Work instruction: Copy the entries out again in full.

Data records
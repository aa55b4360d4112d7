//! Euclidean distance kernels over coordinate rows.

use ndarray::{Array2, ArrayView1, ArrayView2};
use rayon::prelude::*;

use crate::error::NeighborError;

/// Checks that `coords` is a non-empty, finite `n × d` matrix with `d >= 1`.
///
/// Returns `n`.
pub(crate) fn validate_coordinates(
    coords: ArrayView2<'_, f64>,
) -> Result<usize, NeighborError> {
    if coords.nrows() == 0 {
        return Err(NeighborError::EmptyCoordinates);
    }
    if coords.ncols() == 0 {
        return Err(NeighborError::ZeroDimensions);
    }
    if coords.iter().any(|v| !v.is_finite()) {
        return Err(NeighborError::NonFiniteInput {
            input: "coordinates",
        });
    }
    Ok(coords.nrows())
}

/// Squared Euclidean distance between two coordinate rows.
///
/// ```text
/// out = Σⱼ (a[j] − b[j])²
/// ```
///
/// Dispatches to specialised implementations for 1D and 2D rows.
///
/// # Panics
///
/// Debug-asserts that both rows have the same length.
#[inline]
pub(crate) fn sq_euclidean(a: ArrayView1<'_, f64>, b: ArrayView1<'_, f64>) -> f64 {
    debug_assert_eq!(a.len(), b.len());
    match a.len() {
        1 => sq_dist_1d(a[0], b[0]),
        2 => sq_dist_2d(a[0], a[1], b[0], b[1]),
        _ => sq_dist_nd(a, b),
    }
}

/// Euclidean distance between rows `i` and `j` of `coords`.
#[inline]
pub(crate) fn euclidean(coords: ArrayView2<'_, f64>, i: usize, j: usize) -> f64 {
    sq_euclidean(coords.row(i), coords.row(j)).sqrt()
}

#[inline]
fn sq_dist_1d(a: f64, b: f64) -> f64 {
    let d = a - b;
    d * d
}

#[inline]
fn sq_dist_2d(a0: f64, a1: f64, b0: f64, b1: f64) -> f64 {
    let d0 = a0 - b0;
    let d1 = a1 - b1;
    d0 * d0 + d1 * d1
}

#[inline]
fn sq_dist_nd(a: ArrayView1<'_, f64>, b: ArrayView1<'_, f64>) -> f64 {
    a.iter()
        .zip(b.iter())
        .map(|(&x, &y)| {
            let d = x - y;
            d * d
        })
        .sum()
}

/// Dense pairwise Euclidean distance matrix for `coords` (one point per row).
///
/// The result is symmetric with an exact zero diagonal. Rows are filled in
/// parallel; each row only computes its strict upper part, the lower part is
/// mirrored afterwards.
pub fn pairwise_distances(coords: ArrayView2<'_, f64>) -> Array2<f64> {
    let n = coords.nrows();
    let upper: Vec<Vec<f64>> = (0..n)
        .into_par_iter()
        .map(|i| ((i + 1)..n).map(|j| euclidean(coords, i, j)).collect())
        .collect();

    let mut dist = Array2::zeros((n, n));
    for (i, row) in upper.iter().enumerate() {
        for (offset, &d) in row.iter().enumerate() {
            let j = i + 1 + offset;
            dist[[i, j]] = d;
            dist[[j, i]] = d;
        }
    }
    dist
}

Solution to this problem:
repository aa55b4360d4112d7
//! Euclidean distance kernels over coordinate rows.

use ndarray::{Array2, ArrayView1, ArrayView2};
use rayon::prelude::*;

use crate::error::NeighborError;

/// Checks that `coords` is a non-empty, finite `n × d` matrix with `d >= 1`.
///
/// Returns `n`.
pub(crate) fn validate_coordinates(
    coords: ArrayView2<'_, f64>,
) -> Result<usize, NeighborError> {
    if coords.nrows() == 0 {
        return Err(NeighborError::EmptyCoordinates);
    }
    if coords.ncols() == 0 {
        return Err(NeighborError::ZeroDimensions);
    }
    if coords.iter().any(|v| !v.is_finite()) {
        return Err(NeighborError::NonFiniteInput {
            input: "coordinates",
        });
    }
    Ok(coords.nrows())
}

/// Squared Euclidean distance between two coordinate rows.
///
/// ```text
/// out = Σⱼ (a[j] − b[j])²
/// ```
///
/// Dispatches to specialised implementations for 1D and 2D rows.
///
/// # Panics
///
/// Debug-asserts that both rows have the same length.
#[inline]
pub(crate) fn sq_euclidean(a: ArrayView1<'_, f64>, b: ArrayView1<'_, f64>) -> f64 {
    debug_assert_eq!(a.len(), b.len());
    match a.len() {
        1 => sq_dist_1d(a[0], b[0]),
        2 => sq_dist_2d(a[0], a[1], b[0], b[1]),
        _ => sq_dist_nd(a, b),
    }
}

/// Euclidean distance between rows `i` and `j` of `coords`.
#[inline]
pub(crate) fn euclidean(coords: ArrayView2<'_, f64>, i: usize, j: usize) -> f64 {
    sq_euclidean(coords.row(i), coords.row(j)).sqrt()
}

#[inline]
fn sq_dist_1d(a: f64, b: f64) -> f64 {
    let d = a - b;
    d * d
}

#[inline]
fn sq_dist_2d(a0: f64, a1: f64, b0: f64, b1: f64) -> f64 {
    let d0 = a0 - b0;
    let d1 = a1 - b1;
    d0 * d0 + d1 * d1
}

#[inline]
fn sq_dist_nd(a: ArrayView1<'_, f64>, b: ArrayView1<'_, f64>) -> f64 {
    a.iter()
        .zip(b.iter())
        .map(|(&x, &y)| {
            let d = x - y;
            d * d
        })
        .sum()
}

/// Dense pairwise Euclidean distance matrix for `coords` (one point per row).
///
/// The result is symmetric with an exact zero diagonal. Rows are filled in
/// parallel; each row only computes its strict upper part, the lower part is
/// mirrored afterwards.
pub fn pairwise_distances(coords: ArrayView2<'_, f64>) -> Array2<f64> {
    let n = coords.nrows();
    let upper: Vec<Vec<f64>> = (0..n)
        .into_par_iter()
        .map(|i| ((i + 1)..n).map(|j| euclidean(coords, i, j)).collect())
        .collect();

    let mut dist = Array2::zeros((n, n));
    for (i, row) in upper.iter().enumerate() {
        for (offset, &d) in row.iter().enumerate() {
            let j = i + 1 + offset;
            dist[[i, j]] = d;
            dist[[j, i]] = d;
        }
    }
    dist
}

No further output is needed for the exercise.